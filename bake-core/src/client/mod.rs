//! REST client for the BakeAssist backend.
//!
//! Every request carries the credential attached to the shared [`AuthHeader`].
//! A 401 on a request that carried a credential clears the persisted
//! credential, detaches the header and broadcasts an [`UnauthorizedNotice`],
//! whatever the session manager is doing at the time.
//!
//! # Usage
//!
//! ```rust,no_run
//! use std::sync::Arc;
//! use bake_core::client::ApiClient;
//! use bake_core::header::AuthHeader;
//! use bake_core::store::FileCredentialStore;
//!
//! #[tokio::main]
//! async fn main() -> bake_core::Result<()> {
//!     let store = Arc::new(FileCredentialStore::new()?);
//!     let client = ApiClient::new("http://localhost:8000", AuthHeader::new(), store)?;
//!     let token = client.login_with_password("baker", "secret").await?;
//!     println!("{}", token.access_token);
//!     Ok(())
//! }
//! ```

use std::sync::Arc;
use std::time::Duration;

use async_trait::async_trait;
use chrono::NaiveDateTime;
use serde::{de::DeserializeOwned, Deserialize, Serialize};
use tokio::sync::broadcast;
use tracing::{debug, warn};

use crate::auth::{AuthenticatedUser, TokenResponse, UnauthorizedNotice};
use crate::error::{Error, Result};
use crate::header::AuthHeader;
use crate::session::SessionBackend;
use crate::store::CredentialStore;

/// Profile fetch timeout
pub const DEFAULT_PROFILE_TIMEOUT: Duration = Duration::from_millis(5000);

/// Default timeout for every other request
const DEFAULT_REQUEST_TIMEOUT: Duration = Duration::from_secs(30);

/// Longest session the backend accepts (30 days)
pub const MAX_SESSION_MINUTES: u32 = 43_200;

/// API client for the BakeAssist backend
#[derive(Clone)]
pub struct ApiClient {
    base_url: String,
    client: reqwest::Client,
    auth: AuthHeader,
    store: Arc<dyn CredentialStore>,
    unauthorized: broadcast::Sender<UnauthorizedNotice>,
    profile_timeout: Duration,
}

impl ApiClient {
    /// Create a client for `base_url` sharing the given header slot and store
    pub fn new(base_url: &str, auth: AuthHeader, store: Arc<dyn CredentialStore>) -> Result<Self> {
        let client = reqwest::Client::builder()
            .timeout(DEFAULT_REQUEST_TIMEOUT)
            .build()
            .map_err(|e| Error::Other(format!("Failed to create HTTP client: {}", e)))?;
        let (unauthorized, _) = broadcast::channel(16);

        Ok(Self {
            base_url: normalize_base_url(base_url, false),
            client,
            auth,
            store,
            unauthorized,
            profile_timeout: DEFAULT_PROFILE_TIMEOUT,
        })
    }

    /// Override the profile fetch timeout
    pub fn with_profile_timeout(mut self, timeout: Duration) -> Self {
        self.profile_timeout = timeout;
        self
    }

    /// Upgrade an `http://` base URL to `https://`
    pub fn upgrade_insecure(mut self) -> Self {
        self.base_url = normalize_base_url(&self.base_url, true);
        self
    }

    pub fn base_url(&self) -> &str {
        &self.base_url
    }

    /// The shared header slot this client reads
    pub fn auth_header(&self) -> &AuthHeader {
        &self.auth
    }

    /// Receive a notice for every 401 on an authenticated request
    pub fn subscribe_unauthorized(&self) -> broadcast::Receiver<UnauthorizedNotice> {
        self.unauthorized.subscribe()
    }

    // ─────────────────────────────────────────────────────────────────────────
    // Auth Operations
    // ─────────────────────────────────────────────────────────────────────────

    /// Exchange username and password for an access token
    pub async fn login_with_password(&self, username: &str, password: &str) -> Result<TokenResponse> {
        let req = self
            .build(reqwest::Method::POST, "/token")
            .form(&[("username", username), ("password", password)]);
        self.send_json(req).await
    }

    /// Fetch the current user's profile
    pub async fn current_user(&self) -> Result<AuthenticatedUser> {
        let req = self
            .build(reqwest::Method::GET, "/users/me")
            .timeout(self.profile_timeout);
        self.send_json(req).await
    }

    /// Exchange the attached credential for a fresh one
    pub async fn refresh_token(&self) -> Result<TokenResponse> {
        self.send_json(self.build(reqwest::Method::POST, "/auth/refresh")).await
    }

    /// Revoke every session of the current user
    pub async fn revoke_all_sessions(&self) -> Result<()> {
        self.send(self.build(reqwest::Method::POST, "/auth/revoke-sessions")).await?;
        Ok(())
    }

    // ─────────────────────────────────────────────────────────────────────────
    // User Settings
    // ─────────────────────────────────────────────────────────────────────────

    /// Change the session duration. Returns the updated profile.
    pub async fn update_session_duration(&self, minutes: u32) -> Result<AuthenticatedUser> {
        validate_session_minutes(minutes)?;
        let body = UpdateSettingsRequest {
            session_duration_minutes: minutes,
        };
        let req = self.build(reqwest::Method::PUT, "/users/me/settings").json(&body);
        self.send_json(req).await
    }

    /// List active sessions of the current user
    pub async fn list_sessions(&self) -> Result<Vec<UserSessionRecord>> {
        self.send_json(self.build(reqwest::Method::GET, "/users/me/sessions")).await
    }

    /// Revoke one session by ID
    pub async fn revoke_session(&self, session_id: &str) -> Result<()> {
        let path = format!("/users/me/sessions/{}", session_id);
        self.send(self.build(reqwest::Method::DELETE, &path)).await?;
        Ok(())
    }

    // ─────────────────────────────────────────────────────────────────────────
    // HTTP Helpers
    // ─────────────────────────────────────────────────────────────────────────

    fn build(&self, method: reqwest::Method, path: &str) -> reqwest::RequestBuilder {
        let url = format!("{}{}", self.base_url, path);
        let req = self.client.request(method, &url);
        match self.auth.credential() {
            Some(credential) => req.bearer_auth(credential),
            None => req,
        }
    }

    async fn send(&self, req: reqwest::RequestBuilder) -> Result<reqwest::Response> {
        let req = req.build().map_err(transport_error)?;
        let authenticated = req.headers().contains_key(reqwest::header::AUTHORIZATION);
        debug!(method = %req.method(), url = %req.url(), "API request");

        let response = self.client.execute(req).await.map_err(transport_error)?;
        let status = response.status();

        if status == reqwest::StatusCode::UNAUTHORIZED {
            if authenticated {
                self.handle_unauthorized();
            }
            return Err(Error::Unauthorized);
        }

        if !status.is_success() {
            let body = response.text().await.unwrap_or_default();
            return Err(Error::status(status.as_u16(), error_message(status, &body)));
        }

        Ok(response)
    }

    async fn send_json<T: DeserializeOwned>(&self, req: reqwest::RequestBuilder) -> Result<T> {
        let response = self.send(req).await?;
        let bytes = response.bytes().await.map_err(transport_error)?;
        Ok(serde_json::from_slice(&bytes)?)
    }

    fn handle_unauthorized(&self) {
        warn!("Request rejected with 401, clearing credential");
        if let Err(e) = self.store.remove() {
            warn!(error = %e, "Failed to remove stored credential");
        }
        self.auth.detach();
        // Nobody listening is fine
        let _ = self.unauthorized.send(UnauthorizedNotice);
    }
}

● To do:
Isolate each line of the listing above that includes "POST". Copy it.

● Reply to the exercise:
            .build(reqwest::Method::POST, "/token")
        self.send_json(self.build(reqwest::Method::POST, "/auth/refresh")).await
        self.send(self.build(reqwest::Method::POST, "/auth/revoke-sessions")).await?;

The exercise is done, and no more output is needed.